● Work required: Copy each line in the data that includes the word "first".

● Excerpts from a dataset:
== Segment start ==

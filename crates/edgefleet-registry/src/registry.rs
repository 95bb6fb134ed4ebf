use std::collections::{BTreeMap, HashMap};
use std::path::Path;

use edgefleet_config::FleetDef;
use tokio::fs;
use tracing::info;

use crate::error::RegistryError;
use crate::filter::NodeFilter;
use crate::node::Node;

/// Read and parse a fleet file without validating it.
pub async fn read_fleet(path: &Path) -> Result<FleetDef, RegistryError> {
  let content = fs::read_to_string(path).await?;
  let fleet: FleetDef = serde_json::from_str(&content)?;
  Ok(fleet)
}

/// The loaded set of fleet members.
///
/// Read-only after construction, so it can be shared across tasks without
/// locking.
#[derive(Debug, Clone)]
pub struct Registry {
  nodes: BTreeMap<String, Node>,
}

impl Registry {
  /// Read a fleet file and build a registry from it.
  pub async fn load(path: &Path) -> Result<Self, RegistryError> {
    let fleet = read_fleet(path).await?;
    Self::from_def(&fleet)
  }

  /// Validate a fleet definition and lower it into nodes.
  ///
  /// Fails on the first entry with an empty name, a missing address, a name
  /// already taken, or an address already claimed by another node.
  pub fn from_def(fleet: &FleetDef) -> Result<Self, RegistryError> {
    let mut nodes = BTreeMap::new();
    let mut addresses: HashMap<String, String> = HashMap::new();

    for (index, def) in fleet.nodes.iter().enumerate() {
      let name = def.name.trim();
      if name.is_empty() {
        return Err(RegistryError::EmptyName { index });
      }

      let address = def
        .address
        .as_deref()
        .map(str::trim)
        .filter(|a| !a.is_empty())
        .ok_or_else(|| RegistryError::MissingAddress {
          name: name.to_string(),
        })?;

      if nodes.contains_key(name) {
        return Err(RegistryError::DuplicateName {
          name: name.to_string(),
        });
      }

      if let Some(first) = addresses.get(address) {
        return Err(RegistryError::DuplicateAddress {
          address: address.to_string(),
          first: first.clone(),
          second: name.to_string(),
        });
      }
      addresses.insert(address.to_string(), name.to_string());

      let node = Node {
        name: name.to_string(),
        address: address.to_string(),
        role: def.role.as_str().into(),
        capabilities: def.capabilities.iter().cloned().collect(),
        ssh_user: def.ssh_user.clone().unwrap_or_else(|| fleet.ssh.user.clone()),
        ssh_port: def.ssh_port.unwrap_or(fleet.ssh.port),
        inference_port: def
          .inference_port
          .unwrap_or(fleet.defaults.inference_port),
      };
      nodes.insert(node.name.clone(), node);
    }

    info!(nodes = nodes.len(), "registry_loaded");

    Ok(Self { nodes })
  }

  /// Build a registry directly from nodes, applying the same uniqueness rules.
  pub fn from_nodes(nodes: impl IntoIterator<Item = Node>) -> Result<Self, RegistryError> {
    let mut map = BTreeMap::new();
    let mut addresses: HashMap<String, String> = HashMap::new();

    for node in nodes {
      if map.contains_key(&node.name) {
        return Err(RegistryError::DuplicateName { name: node.name });
      }
      if let Some(first) = addresses.get(&node.address) {
        return Err(RegistryError::DuplicateAddress {
          address: node.address.clone(),
          first: first.clone(),
          second: node.name,
        });
      }
      addresses.insert(node.address.clone(), node.name.clone());
      map.insert(node.name.clone(), node);
    }

    Ok(Self { nodes: map })
  }

  pub fn lookup(&self, name: &str) -> Result<&Node, RegistryError> {
    self
      .nodes
      .get(name)
      .ok_or_else(|| RegistryError::NotFound(name.to_string()))
  }

  /// All nodes, ordered by name.
  pub fn nodes(&self) -> Vec<Node> {
    self.nodes.values().cloned().collect()
  }

  pub fn filter(&self, filter: &NodeFilter) -> Vec<Node> {
    self.filter_by(|node| filter.matches(node))
  }

  pub fn filter_by(&self, predicate: impl Fn(&Node) -> bool) -> Vec<Node> {
    self
      .nodes
      .values()
      .filter(|node| predicate(node))
      .cloned()
      .collect()
  }

  pub fn len(&self) -> usize {
    self.nodes.len()
  }

  pub fn is_empty(&self) -> bool {
    self.nodes.is_empty()
  }
}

== Segment end ==

● Response to this exercise:
  /// Fails on the first entry with an empty name, a missing address, a name
      if let Some(first) = addresses.get(address) {
          first: first.clone(),
      if let Some(first) = addresses.get(&node.address) {
          first: first.clone(),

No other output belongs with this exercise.